## ACTIVITY
Which of the lines in the records below hold the string "PurchaseId"? Copy every one of them.

(Collected data)
Start of Block
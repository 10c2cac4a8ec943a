//! Typed ID wrappers for domain entities.
//!
//! Keys are generated by the database (`AUTO_INCREMENT`), so these wrappers
//! carry an `i64` assigned on insert rather than a client-generated value.

use serde::{Deserialize, Serialize};
use std::fmt::{self, Display};

/// A strongly-typed wrapper for customer IDs.
#[derive(Debug, Clone, Copy, PartialEq, Eq, Hash, Serialize, Deserialize)]
#[serde(transparent)]
pub struct CustomerId(pub i64);

impl CustomerId {
    /// Creates a customer ID from a raw database key.
    #[must_use]
    pub const fn from_i64(id: i64) -> Self {
        Self(id)
    }

    /// Returns the inner key.
    #[must_use]
    pub const fn into_inner(self) -> i64 {
        self.0
    }
}

impl Display for CustomerId {
    fn fmt(&self, f: &mut fmt::Formatter<'_>) -> fmt::Result {
        write!(f, "{}", self.0)
    }
}

impl From<i64> for CustomerId {
    fn from(id: i64) -> Self {
        Self(id)
    }
}

impl From<CustomerId> for i64 {
    fn from(id: CustomerId) -> Self {
        id.0
    }
}

/// A strongly-typed wrapper for product IDs.
#[derive(Debug, Clone, Copy, PartialEq, Eq, Hash, Serialize, Deserialize)]
#[serde(transparent)]
pub struct ProductId(pub i64);

impl ProductId {
    /// Creates a product ID from a raw database key.
    #[must_use]
    pub const fn from_i64(id: i64) -> Self {
        Self(id)
    }

    /// Returns the inner key.
    #[must_use]
    pub const fn into_inner(self) -> i64 {
        self.0
    }
}

impl Display for ProductId {
    fn fmt(&self, f: &mut fmt::Formatter<'_>) -> fmt::Result {
        write!(f, "{}", self.0)
    }
}

impl From<i64> for ProductId {
    fn from(id: i64) -> Self {
        Self(id)
    }
}

impl From<ProductId> for i64 {
    fn from(id: ProductId) -> Self {
        id.0
    }
}

/// A strongly-typed wrapper for purchase IDs.
#[derive(Debug, Clone, Copy, PartialEq, Eq, Hash, Serialize, Deserialize)]
#[serde(transparent)]
pub struct PurchaseId(pub i64);

impl PurchaseId {
    /// Creates a purchase ID from a raw database key.
    #[must_use]
    pub const fn from_i64(id: i64) -> Self {
        Self(id)
    }

    /// Returns the inner key.
    #[must_use]
    pub const fn into_inner(self) -> i64 {
        self.0
    }
}

impl Display for PurchaseId {
    fn fmt(&self, f: &mut fmt::Formatter<'_>) -> fmt::Result {
        write!(f, "{}", self.0)
    }
}

impl From<i64> for PurchaseId {
    fn from(id: i64) -> Self {
        Self(id)
    }
}

impl From<PurchaseId> for i64 {
    fn from(id: PurchaseId) -> Self {
        id.0
    }
}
End of Block
## WRITTEN RESPONSE
pub struct PurchaseId(pub i64);
impl PurchaseId {
impl Display for PurchaseId {
impl From<i64> for PurchaseId {
impl From<PurchaseId> for i64 {
    fn from(id: PurchaseId) -> Self {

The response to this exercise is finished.